From the first entry to the last, transcribe everything exactly.

→ Data
_ _ _ _ _ _ _
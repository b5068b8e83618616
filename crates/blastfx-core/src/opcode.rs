//! Opcode stream format: encoding and decoding
//!
//! A compiled program is an ordered byte sequence of instructions, each a
//! one-byte opcode tag followed by a fixed-width little-endian operand whose
//! width depends on the opcode. Streams are append-only during compilation
//! and read linearly, front to back, during interpretation; there are no
//! jumps and no self-modification.

use crate::identity::ResourceHandle;

/// Instruction tags
///
/// Operand widths: the arithmetic group carries an f32, the register group
/// an i32 scratch-slot index, the store group a u16 destination offset, and
/// LOADP a raw u64 resource handle. END has no operand.
#[derive(Debug, Clone, Copy, PartialEq, Eq)]
#[repr(u8)]
pub enum OpCode {
    /// Stop execution
    End = 0,
    /// val += operand
    Add,
    /// val += uniform_random(0,1) * operand
    Rand,
    /// val += damage * operand
    Damage,
    /// val += spawn_index * operand
    Index,
    /// val -= operand * floor(val / operand), i.e. floating modulo
    Sawtooth,
    /// val = operand * floor(val / operand), division-by-zero-safe
    Discrete,
    /// val = operand * sin(val)
    Sine,
    /// val = pow(val, operand)
    Pow,
    /// scratch[operand] = val; val = 0
    Yank,
    /// val *= scratch[operand]
    Multiply,
    /// val += scratch[operand]
    AddBuff,
    /// val = pow(val, scratch[operand])
    PowBuff,
    /// write i32(val) at offset; val = 0
    StoreI,
    /// write f32(val) at offset; val = 0
    StoreF,
    /// write u8(i32(val)) at offset; val = 0
    StoreC,
    /// write the direction vector at offset; val untouched
    Dir,
    /// ptr = operand
    LoadP,
    /// write ptr at offset; ptr = none
    StoreP,
}

impl OpCode {
    /// Decode a tag byte; `None` means the stream is corrupt
    pub fn from_u8(tag: u8) -> Option<OpCode> {
        Some(match tag {
            0 => OpCode::End,
            1 => OpCode::Add,
            2 => OpCode::Rand,
            3 => OpCode::Damage,
            4 => OpCode::Index,
            5 => OpCode::Sawtooth,
            6 => OpCode::Discrete,
            7 => OpCode::Sine,
            8 => OpCode::Pow,
            9 => OpCode::Yank,
            10 => OpCode::Multiply,
            11 => OpCode::AddBuff,
            12 => OpCode::PowBuff,
            13 => OpCode::StoreI,
            14 => OpCode::StoreF,
            15 => OpCode::StoreC,
            16 => OpCode::Dir,
            17 => OpCode::LoadP,
            18 => OpCode::StoreP,
            _ => return None,
        })
    }
}

/// Append-only bytecode emitter
#[derive(Debug, Default)]
pub struct CodeStream {
    bytes: Vec<u8>,
}

impl CodeStream {
    /// Create an empty stream
    pub fn new() -> Self {
        Self::default()
    }

    /// Current length in bytes
    pub fn len(&self) -> usize {
        self.bytes.len()
    }

    /// True if nothing has been emitted
    pub fn is_empty(&self) -> bool {
        self.bytes.is_empty()
    }

    /// Emit an instruction with an f32 operand
    pub fn op_f32(&mut self, op: OpCode, operand: f32) {
        self.bytes.push(op as u8);
        self.bytes.extend_from_slice(&operand.to_le_bytes());
    }

    /// Emit an instruction with a scratch-register index operand
    pub fn op_reg(&mut self, op: OpCode, slot: i32) {
        self.bytes.push(op as u8);
        self.bytes.extend_from_slice(&slot.to_le_bytes());
    }

    /// Emit a store-family instruction carrying a destination offset
    pub fn op_store(&mut self, op: OpCode, offset: u16) {
        self.bytes.push(op as u8);
        self.bytes.extend_from_slice(&offset.to_le_bytes());
    }

    /// Emit LOADP with a resource handle operand
    pub fn op_loadp(&mut self, handle: ResourceHandle) {
        self.bytes.push(OpCode::LoadP as u8);
        self.bytes.extend_from_slice(&handle.raw().to_le_bytes());
    }

    /// Append another stream's instructions
    pub fn append(&mut self, other: CodeStream) {
        self.bytes.extend_from_slice(&other.bytes);
    }

    /// Terminate with END and yield the immutable program bytes
    pub fn finish(mut self) -> Vec<u8> {
        self.bytes.push(OpCode::End as u8);
        self.bytes
    }
}

/// Linear decoding cursor over a compiled program
///
/// All reads are explicit fixed-width little-endian decodes; the cursor
/// never looks backwards.
pub struct Cursor<'a> {
    bytes: &'a [u8],
    pos: usize,
}

impl<'a> Cursor<'a> {
    /// Start decoding at the front of `bytes`
    pub fn new(bytes: &'a [u8]) -> Self {
        Self { bytes, pos: 0 }
    }

    /// Decode the next opcode tag
    ///
    /// An unknown tag means the stream was not produced by this compiler
    /// (a compiler/interpreter mismatch); continuing would decode operands
    /// at the wrong alignment and corrupt unrelated fields, so this panics.
    pub fn next_op(&mut self) -> OpCode {
        let tag = self.bytes[self.pos];
        self.pos += 1;
        match OpCode::from_u8(tag) {
            Some(op) => op,
            None => panic!(
                "corrupt explosion code: unknown opcode tag {:#04x} at byte {}",
                tag,
                self.pos - 1
            ),
        }
    }

    /// Decode a 4-byte little-endian float operand
    pub fn read_f32(&mut self) -> f32 {
        f32::from_le_bytes(self.take())
    }

    /// Decode a 4-byte little-endian signed integer operand
    pub fn read_i32(&mut self) -> i32 {
        i32::from_le_bytes(self.take())
    }

    /// Decode a 2-byte little-endian offset operand
    pub fn read_u16(&mut self) -> u16 {
        u16::from_le_bytes(self.take())
    }

    /// Decode an 8-byte little-endian handle operand
    pub fn read_u64(&mut self) -> u64 {
        u64::from_le_bytes(self.take())
    }

    fn take<const N: usize>(&mut self) -> [u8; N] {
        let mut raw = [0u8; N];
        raw.copy_from_slice(&self.bytes[self.pos..self.pos + N]);
        self.pos += N;
        raw
    }
}

#[cfg(test)]
mod tests {
    use super::*;

    #[test]
    fn test_encode_decode() {
        let mut code = CodeStream::new();
        code.op_f32(OpCode::Add, 1.5);
        code.op_reg(OpCode::Yank, 3);
        code.op_store(OpCode::StoreF, 20);
        code.op_loadp(ResourceHandle::from_raw(99));
        let bytes = code.finish();

        let mut cur = Cursor::new(&bytes);
        assert_eq!(cur.next_op(), OpCode::Add);
        assert_eq!(cur.read_f32(), 1.5);
        assert_eq!(cur.next_op(), OpCode::Yank);
        assert_eq!(cur.read_i32(), 3);
        assert_eq!(cur.next_op(), OpCode::StoreF);
        assert_eq!(cur.read_u16(), 20);
        assert_eq!(cur.next_op(), OpCode::LoadP);
        assert_eq!(cur.read_u64(), 99);
        assert_eq!(cur.next_op(), OpCode::End);
    }

    #[test]
    #[should_panic(expected = "unknown opcode tag")]
    fn test_unknown_tag_is_fatal() {
        let bytes = [0xfeu8];
        Cursor::new(&bytes).next_op();
    }

    #[test]
    fn test_tag_roundtrip() {
        for tag in 0..=18u8 {
            let op = OpCode::from_u8(tag).unwrap();
            assert_eq!(op as u8, tag);
        }
        assert!(OpCode::from_u8(19).is_none());
    }
}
_ _ _ _ _ _ _
→ Written solution
repository b5068b8e83618616
filename crates/blastfx-core/src/opcode.rs
//! Opcode stream format: encoding and decoding
//!
//! A compiled program is an ordered byte sequence of instructions, each a
//! one-byte opcode tag followed by a fixed-width little-endian operand whose
//! width depends on the opcode. Streams are append-only during compilation
//! and read linearly, front to back, during interpretation; there are no
//! jumps and no self-modification.

use crate::identity::ResourceHandle;

/// Instruction tags
///
/// Operand widths: the arithmetic group carries an f32, the register group
/// an i32 scratch-slot index, the store group a u16 destination offset, and
/// LOADP a raw u64 resource handle. END has no operand.
#[derive(Debug, Clone, Copy, PartialEq, Eq)]
#[repr(u8)]
pub enum OpCode {
    /// Stop execution
    End = 0,
    /// val += operand
    Add,
    /// val += uniform_random(0,1) * operand
    Rand,
    /// val += damage * operand
    Damage,
    /// val += spawn_index * operand
    Index,
    /// val -= operand * floor(val / operand), i.e. floating modulo
    Sawtooth,
    /// val = operand * floor(val / operand), division-by-zero-safe
    Discrete,
    /// val = operand * sin(val)
    Sine,
    /// val = pow(val, operand)
    Pow,
    /// scratch[operand] = val; val = 0
    Yank,
    /// val *= scratch[operand]
    Multiply,
    /// val += scratch[operand]
    AddBuff,
    /// val = pow(val, scratch[operand])
    PowBuff,
    /// write i32(val) at offset; val = 0
    StoreI,
    /// write f32(val) at offset; val = 0
    StoreF,
    /// write u8(i32(val)) at offset; val = 0
    StoreC,
    /// write the direction vector at offset; val untouched
    Dir,
    /// ptr = operand
    LoadP,
    /// write ptr at offset; ptr = none
    StoreP,
}

impl OpCode {
    /// Decode a tag byte; `None` means the stream is corrupt
    pub fn from_u8(tag: u8) -> Option<OpCode> {
        Some(match tag {
            0 => OpCode::End,
            1 => OpCode::Add,
            2 => OpCode::Rand,
            3 => OpCode::Damage,
            4 => OpCode::Index,
            5 => OpCode::Sawtooth,
            6 => OpCode::Discrete,
            7 => OpCode::Sine,
            8 => OpCode::Pow,
            9 => OpCode::Yank,
            10 => OpCode::Multiply,
            11 => OpCode::AddBuff,
            12 => OpCode::PowBuff,
            13 => OpCode::StoreI,
            14 => OpCode::StoreF,
            15 => OpCode::StoreC,
            16 => OpCode::Dir,
            17 => OpCode::LoadP,
            18 => OpCode::StoreP,
            _ => return None,
        })
    }
}

/// Append-only bytecode emitter
#[derive(Debug, Default)]
pub struct CodeStream {
    bytes: Vec<u8>,
}

impl CodeStream {
    /// Create an empty stream
    pub fn new() -> Self {
        Self::default()
    }

    /// Current length in bytes
    pub fn len(&self) -> usize {
        self.bytes.len()
    }

    /// True if nothing has been emitted
    pub fn is_empty(&self) -> bool {
        self.bytes.is_empty()
    }

    /// Emit an instruction with an f32 operand
    pub fn op_f32(&mut self, op: OpCode, operand: f32) {
        self.bytes.push(op as u8);
        self.bytes.extend_from_slice(&operand.to_le_bytes());
    }

    /// Emit an instruction with a scratch-register index operand
    pub fn op_reg(&mut self, op: OpCode, slot: i32) {
        self.bytes.push(op as u8);
        self.bytes.extend_from_slice(&slot.to_le_bytes());
    }

    /// Emit a store-family instruction carrying a destination offset
    pub fn op_store(&mut self, op: OpCode, offset: u16) {
        self.bytes.push(op as u8);
        self.bytes.extend_from_slice(&offset.to_le_bytes());
    }

    /// Emit LOADP with a resource handle operand
    pub fn op_loadp(&mut self, handle: ResourceHandle) {
        self.bytes.push(OpCode::LoadP as u8);
        self.bytes.extend_from_slice(&handle.raw().to_le_bytes());
    }

    /// Append another stream's instructions
    pub fn append(&mut self, other: CodeStream) {
        self.bytes.extend_from_slice(&other.bytes);
    }

    /// Terminate with END and yield the immutable program bytes
    pub fn finish(mut self) -> Vec<u8> {
        self.bytes.push(OpCode::End as u8);
        self.bytes
    }
}

/// Linear decoding cursor over a compiled program
///
/// All reads are explicit fixed-width little-endian decodes; the cursor
/// never looks backwards.
pub struct Cursor<'a> {
    bytes: &'a [u8],
    pos: usize,
}

impl<'a> Cursor<'a> {
    /// Start decoding at the front of `bytes`
    pub fn new(bytes: &'a [u8]) -> Self {
        Self { bytes, pos: 0 }
    }

    /// Decode the next opcode tag
    ///
    /// An unknown tag means the stream was not produced by this compiler
    /// (a compiler/interpreter mismatch); continuing would decode operands
    /// at the wrong alignment and corrupt unrelated fields, so this panics.
    pub fn next_op(&mut self) -> OpCode {
        let tag = self.bytes[self.pos];
        self.pos += 1;
        match OpCode::from_u8(tag) {
            Some(op) => op,
            None => panic!(
                "corrupt explosion code: unknown opcode tag {:#04x} at byte {}",
                tag,
                self.pos - 1
            ),
        }
    }

    /// Decode a 4-byte little-endian float operand
    pub fn read_f32(&mut self) -> f32 {
        f32::from_le_bytes(self.take())
    }

    /// Decode a 4-byte little-endian signed integer operand
    pub fn read_i32(&mut self) -> i32 {
        i32::from_le_bytes(self.take())
    }

    /// Decode a 2-byte little-endian offset operand
    pub fn read_u16(&mut self) -> u16 {
        u16::from_le_bytes(self.take())
    }

    /// Decode an 8-byte little-endian handle operand
    pub fn read_u64(&mut self) -> u64 {
        u64::from_le_bytes(self.take())
    }

    fn take<const N: usize>(&mut self) -> [u8; N] {
        let mut raw = [0u8; N];
        raw.copy_from_slice(&self.bytes[self.pos..self.pos + N]);
        self.pos += N;
        raw
    }
}

#[cfg(test)]
mod tests {
    use super::*;

    #[test]
    fn test_encode_decode() {
        let mut code = CodeStream::new();
        code.op_f32(OpCode::Add, 1.5);
        code.op_reg(OpCode::Yank, 3);
        code.op_store(OpCode::StoreF, 20);
        code.op_loadp(ResourceHandle::from_raw(99));
        let bytes = code.finish();

        let mut cur = Cursor::new(&bytes);
        assert_eq!(cur.next_op(), OpCode::Add);
        assert_eq!(cur.read_f32(), 1.5);
        assert_eq!(cur.next_op(), OpCode::Yank);
        assert_eq!(cur.read_i32(), 3);
        assert_eq!(cur.next_op(), OpCode::StoreF);
        assert_eq!(cur.read_u16(), 20);
        assert_eq!(cur.next_op(), OpCode::LoadP);
        assert_eq!(cur.read_u64(), 99);
        assert_eq!(cur.next_op(), OpCode::End);
    }

    #[test]
    #[should_panic(expected = "unknown opcode tag")]
    fn test_unknown_tag_is_fatal() {
        let bytes = [0xfeu8];
        Cursor::new(&bytes).next_op();
    }

    #[test]
    fn test_tag_roundtrip() {
        for tag in 0..=18u8 {
            let op = OpCode::from_u8(tag).unwrap();
            assert_eq!(op as u8, tag);
        }
        assert!(OpCode::from_u8(19).is_none());
    }
}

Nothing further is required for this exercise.